Le canton dispose par ailleurs d'un programme public dédié à la géothermie, qui informe et accompagne. C'est une source d'information utile ; ce n'est pas une source de droit, et un renseignement obtenu là ne remplace pas une décision du service compétent.
Ce qui bascule dans un régime lourd
Pour situer les échelles, parce que la confusion existe. Dès que l'on quitte la sonde fermée et le forage simple, le régime change : la prospection et l'exploration d'une ressource du sous-sol nécessitent une autorisation, et l'exploitation requiert une concession, octroyée en principe par le Grand Conseil — par le Conseil d'État pour les ressources géothermiques d'une puissance inférieure à 5 MW.
Ce régime vise la géothermie profonde et les projets industriels. Pour la sonde d'une villa de Dardagny ou d'une ferme de Jussy, il ne s'applique pas. Le mentionner évite simplement qu'on vous vende de l'inquiétude avec.

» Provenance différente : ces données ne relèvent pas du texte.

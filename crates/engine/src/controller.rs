//! Controller: one clear -> input -> rasterize -> emit -> advance cycle per tick.

use anyhow::Result;

use crate::core::Renderer;
use crate::input::{drain_actions, ActionBatch, KeySource};
use crate::pacer::FramePacer;
use crate::term::{encode_frame_into, frame_capacity};
use crate::types::ViewAction;

/// Drives the renderer one frame at a time.
///
/// The encoded frame lives in a buffer sized for the worst case up front, so
/// steady-state ticks do not allocate.
pub struct Controller {
    renderer: Renderer,
    frame: Vec<u8>,
    running: bool,
    frames: u64,
}

impl Controller {
    pub fn new(renderer: Renderer) -> Self {
        let frame = Vec::with_capacity(frame_capacity(renderer.width(), renderer.height()));
        Self {
            renderer,
            frame,
            running: true,
            frames: 0,
        }
    }

    pub fn renderer(&self) -> &Renderer {
        &self.renderer
    }

    pub fn is_running(&self) -> bool {
        self.running
    }

    /// Number of frames emitted so far.
    pub fn frames(&self) -> u64 {
        self.frames
    }

    /// Bytes of the most recently encoded frame.
    pub fn last_frame(&self) -> &[u8] {
        &self.frame
    }

    /// Run one tick.
    ///
    /// Clears the buffers, applies `actions` in order, rasterizes, encodes the
    /// frame, hands it to `emit`, then advances the angles. A `Quit` action
    /// stops the controller before anything is drawn and `emit` is not called.
    ///
    /// Returns whether the loop should keep going.
    pub fn tick(
        &mut self,
        actions: &[ViewAction],
        emit: impl FnOnce(&[u8]) -> Result<()>,
    ) -> Result<bool> {
        if !self.running {
            return Ok(false);
        }

        self.renderer.clear();
        for &action in actions {
            if action == ViewAction::Quit {
                tracing::info!(frames = self.frames, "quit requested");
                self.running = false;
                return Ok(false);
            }
            self.renderer.apply(action);
        }

        self.renderer.rasterize();
        self.frame.clear();
        encode_frame_into(&self.renderer, &mut self.frame)?;
        emit(&self.frame)?;
        self.frames += 1;

        self.renderer.advance();
        Ok(true)
    }
}

/// Run the fixed-cadence frame loop until a quit key or an emit error.
pub fn run_loop<S: KeySource + ?Sized>(
    controller: &mut Controller,
    keys: &mut S,
    pacer: &mut FramePacer,
    mut emit: impl FnMut(&[u8]) -> Result<()>,
) -> Result<()> {
    let mut actions = ActionBatch::new();
    loop {
        actions.clear();
        drain_actions(keys, &mut actions)?;
        if !controller.tick(&actions, &mut emit)? {
            return Ok(());
        }
        pacer.wait();
    }
}

#[cfg(test)]
mod tests {
    use super::*;
    use crate::types::{RenderConfig, ANGLE_STEP_A, HORIZONTAL_STEP};

    fn controller() -> Controller {
        let renderer = Renderer::new(&RenderConfig {
            width: 40,
            height: 20,
            cube_width: 8.0,
            ..RenderConfig::default()
        })
        .unwrap();
        Controller::new(renderer)
    }

    #[test]
    fn tick_emits_one_frame_and_advances() {
        let mut c = controller();
        let mut emitted = Vec::new();
        assert!(c
            .tick(&[], |f| {
                emitted.push(f.to_vec());
                Ok(())
            })
            .unwrap());
        assert_eq!(emitted.len(), 1);
        assert_eq!(emitted[0], c.last_frame());
        assert_eq!(c.renderer().angles().a, ANGLE_STEP_A);
        assert_eq!(c.frames(), 1);
    }

    #[test]
    fn actions_apply_before_rasterizing() {
        let mut c = controller();
        c.tick(&[ViewAction::MoveRight, ViewAction::MoveRight], |_| Ok(()))
            .unwrap();
        assert_eq!(c.renderer().view().h_offset, 2.0 * HORIZONTAL_STEP);
        let text = String::from_utf8(c.last_frame().to_vec()).unwrap();
        assert!(text.contains("H=10.0:V=0.0:W=8.0"), "{text:?}");
    }

    #[test]
    fn quit_emits_nothing_and_stays_stopped() {
        let mut c = controller();
        let mut calls = 0;
        let keep_going = c
            .tick(&[ViewAction::MoveLeft, ViewAction::Quit], |_| {
                calls += 1;
                Ok(())
            })
            .unwrap();
        assert!(!keep_going);
        assert!(!c.is_running());
        assert_eq!(calls, 0);
        assert_eq!(c.renderer().angles().a, 0.0);

        assert!(!c.tick(&[], |_| Ok(())).unwrap());
    }

    #[test]
    fn emit_error_propagates() {
        let mut c = controller();
        let err = c
            .tick(&[], |_| Err(anyhow::anyhow!("broken pipe")))
            .unwrap_err();
        assert!(err.to_string().contains("broken pipe"));
    }
}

Sonde ou air-eau : trancher honnêtement
La sonde géothermique a des avantages réels : aucune unité extérieure, donc aucun bruit dehors et aucune discussion de voisinage, et une source de chaleur stable toute l'année, ce qui améliore le rendement quand il fait froid. Elle a deux inconvénients tout aussi réels : le forage coûte cher, et il n'est pas admis partout.
Notre conseil, pour un propriétaire de la campagne genevoise : vérifiez le statut de votre parcelle avant de vous attacher à l'idée. Si le forage est admis et que vous restez dans la maison longtemps, la sonde est un excellent choix. Si le statut est incertain ou le budget serré, l'air-eau fait très bien le travail dans ce périmètre, et la place ne manque pas pour la poser correctement. En zone agricole, la vérification du régime de la parcelle passe de toute façon en premier.